A2 Refereed review article in a scientific journal
Cardioversion for atrial fibrillation – how to prevent thromboembolic complications?
Authors: Samuli Jaakkola, Tuomas O. Kiviniemi, K. E. Juhani Airaksinen
Publisher: Taylor and Francis Ltd
Publication year: 2018
Journal: Annals of Medicine
Journal name in source: Annals of Medicine
Volume: 50
Issue: 7
First page : 549
Last page: 555
Number of pages: 7
ISSN: 0785-3890
eISSN: 1365-2060
DOI: https://doi.org/10.1080/07853890.2018.1523552
Cardioversion is an essential component of rhythm control strategy for atrial fibrillation. The thromboembolic risk of cardioversion is well established and the mechanisms behind the phenomenon have been comprehensively described. There are several clinical aspects that are important to take into consideration when assessing the safety of cardioversion.

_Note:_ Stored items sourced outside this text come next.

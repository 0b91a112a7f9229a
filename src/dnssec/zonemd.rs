//! Whole-zone message digest (RFC 8976), SIMPLE scheme.

use ring::digest;
use tracing::debug;

use super::canonical::write_canonical_rr;
use super::constants::ZONEMD_SCHEME_SIMPLE;
use super::digest::ZonemdHash;
use super::errors::{DnsSecError, Result};
use crate::dns::{RData, RecordType, Zonemd};
use crate::zone::Zone;

/// A computed zone digest, ready to become a ZONEMD record
#[derive(Debug, Clone, PartialEq, Eq)]
pub struct ZoneDigest {
    pub serial: u32,
    pub scheme: u8,
    pub hash: ZonemdHash,
    pub digest: Vec<u8>,
}

impl ZoneDigest {
    /// Digest every record of `zone` in canonical order and canonical wire
    /// form, leaving out the apex ZONEMD RRset and the signatures over it.
    pub fn compute(zone: &Zone, hash: ZonemdHash) -> Result<Self> {
        let serial = zone.soa().ok_or(DnsSecError::MissingSoa)?.serial;
        let origin = zone.origin();

        let mut ctx = digest::Context::new(hash.ring_algorithm());
        let mut buf = Vec::with_capacity(512);
        let mut records = 0usize;

        for rrset in zone.canonical_order() {
            let at_apex = rrset.name == *origin;
            if at_apex && rrset.rtype == RecordType::ZONEMD {
                continue;
            }

            for (wire, rdata) in rrset.canonical_rdata().zip(rrset.rdata()) {
                if at_apex
                    && rrset.rtype == RecordType::RRSIG
                    && matches!(rdata, RData::Rrsig(sig) if sig.type_covered == RecordType::ZONEMD)
                {
                    continue;
                }
                buf.clear();
                write_canonical_rr(&mut buf, &rrset.name, rrset.rtype, rrset.class, rrset.ttl, wire)?;
                ctx.update(&buf);
                records += 1;
            }
        }

        let digest = ctx.finish().as_ref().to_vec();
        debug!(
            "ZONEMD {} over {} records of {}: {}",
            hash,
            records,
            origin,
            hex::encode(&digest)
        );

        Ok(Self {
            serial,
            scheme: ZONEMD_SCHEME_SIMPLE,
            hash,
            digest,
        })
    }

    /// The ZONEMD RDATA for this digest
    pub fn to_zonemd(&self) -> Zonemd {
        Zonemd {
            serial: self.serial,
            scheme: self.scheme,
            hash_algorithm: self.hash.to_u8(),
            digest: self.digest.clone(),
        }
    }

    /// A ZONEMD of the right shape whose digest is still all zeroes. It
    /// holds the record's place while the rest of the zone is signed.
    pub fn placeholder(serial: u32, hash: ZonemdHash) -> Zonemd {
        Zonemd {
            serial,
            scheme: ZONEMD_SCHEME_SIMPLE,
            hash_algorithm: hash.to_u8(),
            digest: vec![0; hash.digest_len()],
        }
    }

    /// Whether `record` carries this digest
    pub fn matches(&self, record: &Zonemd) -> bool {
        record.serial == self.serial
            && record.scheme == self.scheme
            && record.hash_algorithm == self.hash.to_u8()
            && record.digest == self.digest
    }
}

#[cfg(test)]
mod tests {
    use super::*;
    use crate::dns::{Name, RRset};
    use crate::zone::StrSource;

    const ZONE: &str = "$ORIGIN example.\n\
        $TTL 86400\n\
        @ SOA ns1 admin 2018031900 1800 900 604800 86400\n\
        @ NS ns1\n\
        @ NS ns2\n\
        ns1 3600 A 203.0.113.63\n\
        ns2 3600 AAAA 2001:db8::63\n";

    fn zone() -> Zone {
        Zone::load(&StrSource::new(ZONE)).unwrap()
    }

    #[test]
    fn test_digest_is_deterministic() {
        let a = ZoneDigest::compute(&zone(), ZonemdHash::Sha384).unwrap();
        let b = ZoneDigest::compute(&zone(), ZonemdHash::Sha384).unwrap();
        assert_eq!(a, b);
        assert_eq!(a.digest.len(), 48);
        assert_eq!(a.serial, 2018031900);

        let sha512 = ZoneDigest::compute(&zone(), ZonemdHash::Sha512).unwrap();
        assert_eq!(sha512.digest.len(), 64);
    }

    #[test]
    /// RFC 8976 appendix A.1
    fn test_known_digest_with_zonemd_present() {
        let mut zone = zone();
        let expected = hex::decode(
            "c68090d90a7aed716bc459f9340e3d7c1370d4d24b7e2fc3a1ddc0b9a87153b9\
             a9713b3c9ae5cc27777f98b8e730044c",
        )
        .unwrap();
        let mut set = RRset::new(
            zone.origin().clone(),
            RecordType::ZONEMD,
            zone.class(),
            86400,
        );
        set.insert(RData::Zonemd(Zonemd {
            serial: 2018031900,
            scheme: 1,
            hash_algorithm: 1,
            digest: expected.clone(),
        }));
        zone.insert_rrset(set);

        let digest = ZoneDigest::compute(&zone, ZonemdHash::Sha384).unwrap();
        assert_eq!(digest.digest, expected);
        let record = zone
            .get(&"example.".parse::<Name>().unwrap(), RecordType::ZONEMD)
            .and_then(RRset::first)
            .and_then(RData::as_zonemd)
            .unwrap();
        assert!(digest.matches(record));
    }

    #[test]
    fn test_digest_tracks_rdata() {
        let before = ZoneDigest::compute(&zone(), ZonemdHash::Sha384).unwrap();
        let changed = Zone::load(&StrSource::new(ZONE.replace("203.0.113.63", "203.0.113.64")))
            .unwrap();
        let after = ZoneDigest::compute(&changed, ZonemdHash::Sha384).unwrap();
        assert_ne!(before.digest, after.digest);
    }

    #[test]
    fn test_placeholder_is_ignored() {
        let plain = ZoneDigest::compute(&zone(), ZonemdHash::Sha384).unwrap();

        let mut zone = zone();
        let mut set = RRset::new(zone.origin().clone(), RecordType::ZONEMD, zone.class(), 86400);
        set.insert(RData::Zonemd(ZoneDigest::placeholder(1, ZonemdHash::Sha384)));
        zone.insert_rrset(set);
        let with_placeholder = ZoneDigest::compute(&zone, ZonemdHash::Sha384).unwrap();

        assert_eq!(plain, with_placeholder);
    }
}
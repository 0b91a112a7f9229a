pub mod errors;
pub mod io;
pub mod parser;
#[allow(clippy::module_inception)]
pub mod zone;

pub use errors::{Result, ZoneError};
pub use io::{
    AtomicFileSink, FileSource, MemorySink, StrSource, ZoneSink, ZoneSource, format_zone,
    write_zone,
};
pub use parser::ZoneParser;
pub use zone::Zone;

/// Zone constants
pub mod constants {
    /// Maximum zone file size (1GB)
    pub const MAX_ZONE_FILE_SIZE: u64 = 1024 * 1024 * 1024;

    /// Maximum `$INCLUDE` nesting
    pub const MAX_INCLUDE_DEPTH: usize = 8;
}
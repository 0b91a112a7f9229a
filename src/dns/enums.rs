use std::cmp::Ordering;
use std::fmt;
use std::str::FromStr;

/// Resource record types handled by the signer.
///
/// Anything without a dedicated variant is carried as `Unknown` and written
/// back in RFC 3597 `TYPEnnn` notation.
#[derive(Copy, Clone, Debug, PartialEq, Eq, Hash)]
pub enum RecordType {
    A,
    NS,
    CNAME,
    SOA,
    PTR,
    HINFO,
    MX,
    TXT,
    AAAA,
    SRV,
    NAPTR,
    DNAME,
    DS,
    SSHFP,
    RRSIG,
    NSEC,
    DNSKEY,
    NSEC3,
    NSEC3PARAM,
    TLSA,
    CDS,
    CDNSKEY,
    ZONEMD,
    SVCB,
    HTTPS,
    CAA,
    Unknown(u16),
}

impl RecordType {
    /// Numeric type code
    pub fn to_u16(self) -> u16 {
        self.into()
    }

    /// Whether names embedded in RDATA of this type are lowercased in
    /// canonical form (RFC 4034 section 6.2, as amended by RFC 6840).
    pub fn has_canonical_names(self) -> bool {
        matches!(
            self,
            Self::NS
                | Self::CNAME
                | Self::SOA
                | Self::PTR
                | Self::MX
                | Self::SRV
                | Self::DNAME
                | Self::RRSIG
        )
    }

    /// Types that only ever appear as by-products of signing.
    pub fn is_dnssec_generated(self) -> bool {
        matches!(
            self,
            Self::RRSIG | Self::NSEC | Self::NSEC3 | Self::NSEC3PARAM
        )
    }
}

impl From<u16> for RecordType {
    fn from(value: u16) -> Self {
        match value {
            1 => RecordType::A,
            2 => RecordType::NS,
            5 => RecordType::CNAME,
            6 => RecordType::SOA,
            12 => RecordType::PTR,
            13 => RecordType::HINFO,
            15 => RecordType::MX,
            16 => RecordType::TXT,
            28 => RecordType::AAAA,
            33 => RecordType::SRV,
            35 => RecordType::NAPTR,
            39 => RecordType::DNAME,
            43 => RecordType::DS,
            44 => RecordType::SSHFP,
            46 => RecordType::RRSIG,
            47 => RecordType::NSEC,
            48 => RecordType::DNSKEY,
            50 => RecordType::NSEC3,
            51 => RecordType::NSEC3PARAM,
            52 => RecordType::TLSA,
            59 => RecordType::CDS,
            60 => RecordType::CDNSKEY,
            63 => RecordType::ZONEMD,
            64 => RecordType::SVCB,
            65 => RecordType::HTTPS,
            257 => RecordType::CAA,
            x => RecordType::Unknown(x),
        }
    }
}

impl From<RecordType> for u16 {
    fn from(value: RecordType) -> u16 {
        match value {
            RecordType::A => 1,
            RecordType::NS => 2,
            RecordType::CNAME => 5,
            RecordType::SOA => 6,
            RecordType::PTR => 12,
            RecordType::HINFO => 13,
            RecordType::MX => 15,
            RecordType::TXT => 16,
            RecordType::AAAA => 28,
            RecordType::SRV => 33,
            RecordType::NAPTR => 35,
            RecordType::DNAME => 39,
            RecordType::DS => 43,
            RecordType::SSHFP => 44,
            RecordType::RRSIG => 46,
            RecordType::NSEC => 47,
            RecordType::DNSKEY => 48,
            RecordType::NSEC3 => 50,
            RecordType::NSEC3PARAM => 51,
            RecordType::TLSA => 52,
            RecordType::CDS => 59,
            RecordType::CDNSKEY => 60,
            RecordType::ZONEMD => 63,
            RecordType::SVCB => 64,
            RecordType::HTTPS => 65,
            RecordType::CAA => 257,
            RecordType::Unknown(x) => x,
        }
    }
}

// Ordered by type code, which is the order RRsets take at one owner name.
impl Ord for RecordType {
    fn cmp(&self, other: &Self) -> Ordering {
        self.to_u16().cmp(&other.to_u16())
    }
}

impl PartialOrd for RecordType {
    fn partial_cmp(&self, other: &Self) -> Option<Ordering> {
        Some(self.cmp(other))
    }
}

impl fmt::Display for RecordType {
    fn fmt(&self, f: &mut fmt::Formatter<'_>) -> fmt::Result {
        let name = match self {
            Self::A => "A",
            Self::NS => "NS",
            Self::CNAME => "CNAME",
            Self::SOA => "SOA",
            Self::PTR => "PTR",
            Self::HINFO => "HINFO",
            Self::MX => "MX",
            Self::TXT => "TXT",
            Self::AAAA => "AAAA",
            Self::SRV => "SRV",
            Self::NAPTR => "NAPTR",
            Self::DNAME => "DNAME",
            Self::DS => "DS",
            Self::SSHFP => "SSHFP",
            Self::RRSIG => "RRSIG",
            Self::NSEC => "NSEC",
            Self::DNSKEY => "DNSKEY",
            Self::NSEC3 => "NSEC3",
            Self::NSEC3PARAM => "NSEC3PARAM",
            Self::TLSA => "TLSA",
            Self::CDS => "CDS",
            Self::CDNSKEY => "CDNSKEY",
            Self::ZONEMD => "ZONEMD",
            Self::SVCB => "SVCB",
            Self::HTTPS => "HTTPS",
            Self::CAA => "CAA",
            Self::Unknown(x) => return write!(f, "TYPE{}", x),
        };
        f.write_str(name)
    }
}

impl FromStr for RecordType {
    type Err = String;

    fn from_str(s: &str) -> Result<Self, Self::Err> {
        let upper = s.to_ascii_uppercase();
        if let Some(number) = upper.strip_prefix("TYPE") {
            return number
                .parse::<u16>()
                .map(RecordType::from)
                .map_err(|_| format!("Invalid record type: {}", s));
        }

        let rtype = match upper.as_str() {
            "A" => Self::A,
            "NS" => Self::NS,
            "CNAME" => Self::CNAME,
            "SOA" => Self::SOA,
            "PTR" => Self::PTR,
            "HINFO" => Self::HINFO,
            "MX" => Self::MX,
            "TXT" => Self::TXT,
            "AAAA" => Self::AAAA,
            "SRV" => Self::SRV,
            "NAPTR" => Self::NAPTR,
            "DNAME" => Self::DNAME,
            "DS" => Self::DS,
            "SSHFP" => Self::SSHFP,
            "RRSIG" => Self::RRSIG,
            "NSEC" => Self::NSEC,
            "DNSKEY" => Self::DNSKEY,
            "NSEC3" => Self::NSEC3,
            "NSEC3PARAM" => Self::NSEC3PARAM,
            "TLSA" => Self::TLSA,
            "CDS" => Self::CDS,
            "CDNSKEY" => Self::CDNSKEY,
            "ZONEMD" => Self::ZONEMD,
            "SVCB" => Self::SVCB,
            "HTTPS" => Self::HTTPS,
            "CAA" => Self::CAA,
            _ => return Err(format!("Invalid record type: {}", s)),
        };
        Ok(rtype)
    }
}

#[derive(Copy, Clone, Debug, Default, PartialEq, Eq, Hash)]
pub enum RecordClass {
    #[default]
    IN,
    CH,
    HS,
    Unknown(u16),
}

impl From<u16> for RecordClass {
    fn from(value: u16) -> Self {
        match value {
            1 => RecordClass::IN,
            3 => RecordClass::CH,
            4 => RecordClass::HS,
            x => RecordClass::Unknown(x),
        }
    }
}

impl From<RecordClass> for u16 {
    fn from(value: RecordClass) -> u16 {
        match value {
            RecordClass::IN => 1,
            RecordClass::CH => 3,
            RecordClass::HS => 4,
            RecordClass::Unknown(x) => x,
        }
    }
}

impl fmt::Display for RecordClass {
    fn fmt(&self, f: &mut fmt::Formatter<'_>) -> fmt::Result {
        match self {
            Self::IN => f.write_str("IN"),
            Self::CH => f.write_str("CH"),
            Self::HS => f.write_str("HS"),
            Self::Unknown(x) => write!(f, "CLASS{}", x),
        }
    }
}

impl FromStr for RecordClass {
    type Err = String;

    fn from_str(s: &str) -> Result<Self, Self::Err> {
        let upper = s.to_ascii_uppercase();
        match upper.as_str() {
            "IN" => Ok(Self::IN),
            "CH" => Ok(Self::CH),
            "HS" => Ok(Self::HS),
            _ => upper
                .strip_prefix("CLASS")
                .and_then(|n| n.parse::<u16>().ok())
                .map(RecordClass::from)
                .ok_or_else(|| format!("Invalid record class: {}", s)),
        }
    }
}

#[cfg(test)]
mod tests {
    use super::*;

    #[test]
    fn test_type_roundtrip_through_code() {
        for code in [1u16, 2, 6, 46, 47, 48, 50, 51, 63, 257, 999] {
            let rtype = RecordType::from(code);
            assert_eq!(rtype.to_u16(), code);
        }
    }

    #[test]
    fn test_type_mnemonics() {
        assert_eq!(
            "nsec3param".parse::<RecordType>().unwrap(),
            RecordType::NSEC3PARAM
        );
        assert_eq!(
            "TYPE65280".parse::<RecordType>().unwrap(),
            RecordType::Unknown(65280)
        );
        assert_eq!(RecordType::Unknown(65280).to_string(), "TYPE65280");
        assert!("BOGUS".parse::<RecordType>().is_err());
    }

    #[test]
    fn test_types_order_by_code() {
        assert!(RecordType::A < RecordType::NS);
        assert!(RecordType::RRSIG < RecordType::NSEC);
        assert!(RecordType::ZONEMD < RecordType::CAA);
        assert!(RecordType::CAA < RecordType::Unknown(65280));
    }

    #[test]
    fn test_class_parsing() {
        assert_eq!("in".parse::<RecordClass>().unwrap(), RecordClass::IN);
        assert_eq!(
            "CLASS42".parse::<RecordClass>().unwrap(),
            RecordClass::Unknown(42)
        );
        assert!("XX".parse::<RecordClass>().is_err());
    }
}
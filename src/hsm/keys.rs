use std::fmt;

use serde::{Deserialize, Serialize};

use crate::dns::Dnskey;
use crate::dnssec::{DnsSecAlgorithm, calculate_key_tag};

/// Whether a key signs the zone data or the DNSKEY RRset
#[derive(Debug, Clone, Copy, PartialEq, Eq, Hash, Serialize, Deserialize)]
#[serde(rename_all = "lowercase")]
pub enum KeyRole {
    Zsk,
    Ksk,
}

impl KeyRole {
    /// DNSKEY flags: zone key, plus SEP for a KSK
    pub fn flags(self) -> u16 {
        match self {
            Self::Zsk => Dnskey::ZONE_KEY,
            Self::Ksk => Dnskey::ZONE_KEY | Dnskey::SEP,
        }
    }

    /// Prefix of the token object id, which records the role on the token
    pub fn id_prefix(self) -> &'static [u8] {
        match self {
            Self::Zsk => b"zsk-",
            Self::Ksk => b"ksk-",
        }
    }

    /// Role recorded in a token object id, if any
    pub fn from_key_id(id: &[u8]) -> Option<Self> {
        [Self::Zsk, Self::Ksk]
            .into_iter()
            .find(|role| id.starts_with(role.id_prefix()))
    }
}

/// Object id for a new key: role prefix, algorithm number, then `random`
/// (for example `ksk-13-0a1b2c`)
pub fn new_key_id(role: KeyRole, algorithm: DnsSecAlgorithm, random: &str) -> Vec<u8> {
    let mut id = role.id_prefix().to_vec();
    id.extend_from_slice(format!("{}-{}", algorithm.to_u8(), random).as_bytes());
    id
}

/// Algorithm recorded in an object id made by [`new_key_id`]. Tokens that
/// cannot tell RSA variants apart from the key material read it from here.
pub fn key_id_algorithm(id: &[u8]) -> Option<DnsSecAlgorithm> {
    let role = KeyRole::from_key_id(id)?;
    let rest = &id[role.id_prefix().len()..];
    let end = rest.iter().position(|&b| b == b'-')?;
    let number = std::str::from_utf8(&rest[..end]).ok()?;
    if number.is_empty() || !number.bytes().all(|b| b.is_ascii_digit()) {
        return None;
    }
    DnsSecAlgorithm::from_u8(number.parse().ok()?)
}

impl fmt::Display for KeyRole {
    fn fmt(&self, f: &mut fmt::Formatter<'_>) -> fmt::Result {
        match self {
            Self::Zsk => write!(f, "ZSK"),
            Self::Ksk => write!(f, "KSK"),
        }
    }
}

/// A key pair as a token reports it. The public key is already in DNSKEY
/// wire format.
#[derive(Debug, Clone, PartialEq, Eq)]
pub struct TokenKey {
    pub label: String,
    pub id: Vec<u8>,
    pub algorithm: DnsSecAlgorithm,
    pub public_key: Vec<u8>,
}

/// Reference to a key pair held by the HSM. Carries only public material.
#[derive(Debug, Clone, PartialEq, Eq)]
pub struct KeyHandle {
    pub label: String,
    pub id: Vec<u8>,
    pub algorithm: DnsSecAlgorithm,
    pub role: KeyRole,
    pub key_tag: u16,
    pub flags: u16,
    pub public_key: Vec<u8>,
}

impl KeyHandle {
    pub fn new(role: KeyRole, key: TokenKey) -> Self {
        let flags = role.flags();
        let key_tag = calculate_key_tag(flags, 3, key.algorithm.to_u8(), &key.public_key);
        Self {
            label: key.label,
            id: key.id,
            algorithm: key.algorithm,
            role,
            key_tag,
            flags,
            public_key: key.public_key,
        }
    }

    /// The DNSKEY record data for this key
    pub fn dnskey(&self) -> Dnskey {
        Dnskey {
            flags: self.flags,
            protocol: 3,
            algorithm: self.algorithm.to_u8(),
            public_key: self.public_key.clone(),
        }
    }
}

impl fmt::Display for KeyHandle {
    fn fmt(&self, f: &mut fmt::Formatter<'_>) -> fmt::Result {
        write!(
            f,
            "{} {} (tag {}, {})",
            self.role, self.label, self.key_tag, self.algorithm
        )
    }
}
use std::fmt;
use std::path::{Path, PathBuf};
use std::time::Duration;

use chrono::{DateTime, Utc};
use serde::{Deserialize, Serialize};
use tracing::debug;

use crate::dnssec::context::default_workers;
use crate::dnssec::{DenialMode, DnsSecAlgorithm, Nsec3Params, SigningContext, ZonemdHash};
use crate::error::{Error, Result};

/// Configuration file names looked up when no path is given, in order
pub const CONFIG_CANDIDATES: &[&str] = &[
    "/etc/dns-tools/dns-tools-config.toml",
    "/etc/dns-tools/dns-tools-config.json",
    "./dns-tools-config.toml",
    "./dns-tools-config.json",
];

/// Prefix of the environment variables that override the file
pub const ENV_PREFIX: &str = "DNS_TOOLS_";

/// Where private keys live
#[derive(Debug, Clone, Copy, PartialEq, Eq, Default, Serialize, Deserialize)]
#[serde(rename_all = "lowercase")]
pub enum Backend {
    #[default]
    Pkcs11,
    Soft,
}

#[derive(Debug, Clone, Copy, PartialEq, Eq, Default, Serialize, Deserialize)]
#[serde(rename_all = "lowercase")]
pub enum DenialKind {
    #[default]
    Nsec,
    Nsec3,
}

/// Whether to add a ZONEMD record, and with which hash
#[derive(Debug, Clone, Copy, PartialEq, Eq, Default, Serialize, Deserialize)]
#[serde(rename_all = "lowercase")]
pub enum ZonemdSetting {
    #[default]
    None,
    Sha384,
    Sha512,
}

impl ZonemdSetting {
    pub fn hash(self) -> Option<ZonemdHash> {
        match self {
            Self::None => None,
            Self::Sha384 => Some(ZonemdHash::Sha384),
            Self::Sha512 => Some(ZonemdHash::Sha512),
        }
    }
}

/// User PIN. Kept out of debug output.
#[derive(Clone, Default, PartialEq, Eq, Serialize, Deserialize)]
#[serde(transparent)]
pub struct Pin(String);

impl Pin {
    pub fn new(pin: impl Into<String>) -> Self {
        Self(pin.into())
    }

    pub fn expose(&self) -> &str {
        &self.0
    }
}

impl fmt::Debug for Pin {
    fn fmt(&self, f: &mut fmt::Formatter<'_>) -> fmt::Result {
        f.write_str("Pin(****)")
    }
}

/// Options for every tool operation
#[derive(Debug, Clone, PartialEq, Serialize, Deserialize)]
#[serde(default)]
pub struct ToolConfig {
    pub backend: Backend,

    /// PKCS#11 module to load
    pub hsm_library_path: Option<PathBuf>,

    /// PKCS#11 slot holding the keys
    pub slot: u64,

    pub pin: Option<Pin>,

    /// Directory of the soft token; keys stay in memory when unset
    pub soft_token_dir: Option<PathBuf>,

    pub zsk_label: String,
    pub ksk_label: String,

    pub algorithm: DnsSecAlgorithm,

    /// Signature validity from now, in days
    pub validity_days: u32,

    pub denial_mode: DenialKind,

    /// NSEC3 salt, hex encoded; empty for none
    pub nsec3_salt: String,
    pub nsec3_iterations: u16,
    pub nsec3_opt_out: bool,

    /// Generate missing keys instead of failing
    pub create_keys: bool,

    /// Bound on every HSM call
    pub hsm_timeout_secs: u64,

    /// Concurrent signing requests
    pub workers: usize,

    /// Tolerance when checking signature validity windows
    pub clock_skew_secs: u32,

    pub zonemd: ZonemdSetting,

    /// DNSKEY RRset TTL; the SOA TTL when unset
    pub dnskey_ttl: Option<u32>,

    /// Sign the DNSKEY RRset with the ZSK too
    pub sign_dnskey_with_zsk: bool,

    /// Zone origin when the file has neither `$ORIGIN` nor an SOA to infer it
    pub origin: Option<String>,
}

impl Default for ToolConfig {
    fn default() -> Self {
        Self {
            backend: Backend::default(),
            hsm_library_path: None,
            slot: 0,
            pin: None,
            soft_token_dir: None,
            zsk_label: "zsk-dns-tools".to_string(),
            ksk_label: "ksk-dns-tools".to_string(),
            algorithm: DnsSecAlgorithm::EcdsaP256Sha256,
            validity_days: 30,
            denial_mode: DenialKind::default(),
            nsec3_salt: String::new(),
            nsec3_iterations: 0,
            nsec3_opt_out: false,
            create_keys: true,
            hsm_timeout_secs: 30,
            workers: default_workers(),
            clock_skew_secs: 0,
            zonemd: ZonemdSetting::default(),
            dnskey_ttl: None,
            sign_dnskey_with_zsk: false,
            origin: None,
        }
    }
}
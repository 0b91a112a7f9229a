//! Zone signing.
//!
//! The signer strips DNSSEC material left by an earlier run, rebuilds the
//! apex DNSKEY RRset, adds the denial of existence chain and then signs every
//! authoritative RRset through the HSM session. Signing requests run
//! concurrently, bounded by the context's worker count, and their results are
//! merged back by RRset index so the output never depends on completion
//! order.

use std::collections::BTreeMap;
use std::sync::Arc;

use tokio::sync::Semaphore;
use tokio::task::JoinSet;
use tracing::{debug, info, trace, warn};

use super::canonical::rrsig_signed_data;
use super::constants::ZONEMD_SCHEME_SIMPLE;
use super::context::SigningContext;
use super::digest::ZonemdHash;
use super::denial::DenialChainBuilder;
use super::zonemd::ZoneDigest;
use crate::dns::{Name, RData, RRset, RecordType, Rrsig};
use crate::error::{Error, Result};
use crate::hsm::{KeyHandle, KeyRole, Session};
use crate::zone::Zone;

/// The key pair a zone is signed with
#[derive(Debug, Clone)]
pub struct SigningKeys {
    pub zsk: KeyHandle,
    pub ksk: KeyHandle,
}

/// One signature to produce
struct SignJob {
    owner: Name,
    rtype: RecordType,
    key: KeyHandle,
    rrsig: Rrsig,
    data: Vec<u8>,
}

/// Signs zones with keys held by one HSM session
pub struct Signer {
    session: Session,
    keys: SigningKeys,
}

Before proceeding to cardioversion, the probability of early treatment failure and antiarrhythmic treatment options to prevent recurrences should be carefully evaluated to avoid the risks of repeated futile cardioversions. Effective periprocedural anticoagulation is the mainstay in thromboembolic complication prevention and the first week after rhythm conversion is the most vulnerable period in this respect. Early timing of cardioversion appears to be another important measure to decrease the risk of thromboembolic complications. Transoesophageal echocardiography is useful in clinical scenarios where early cardioversion is desirable due to debilitating clinical symptoms and a short duration of arrhythmia or the adequacy of preceding anticoagulation is uncertain. However, it does not lessen the need for effective anticoagulation after cardioversion. This review summarizes the recent scientific discoveries to improve the safety of cardioversion for atrial fibrillation.
Key messages
Cardioversion for atrial fibrillation entails a significant risk of thromboembolic complications, especially during the first week after the procedure.
The intensity of periprocedural anticoagulation and the timing of cardioversion appear to be significant determinants of the risk of thromboembolism.
Awareness of the clinical aspects influencing cardioversion safety should be raised.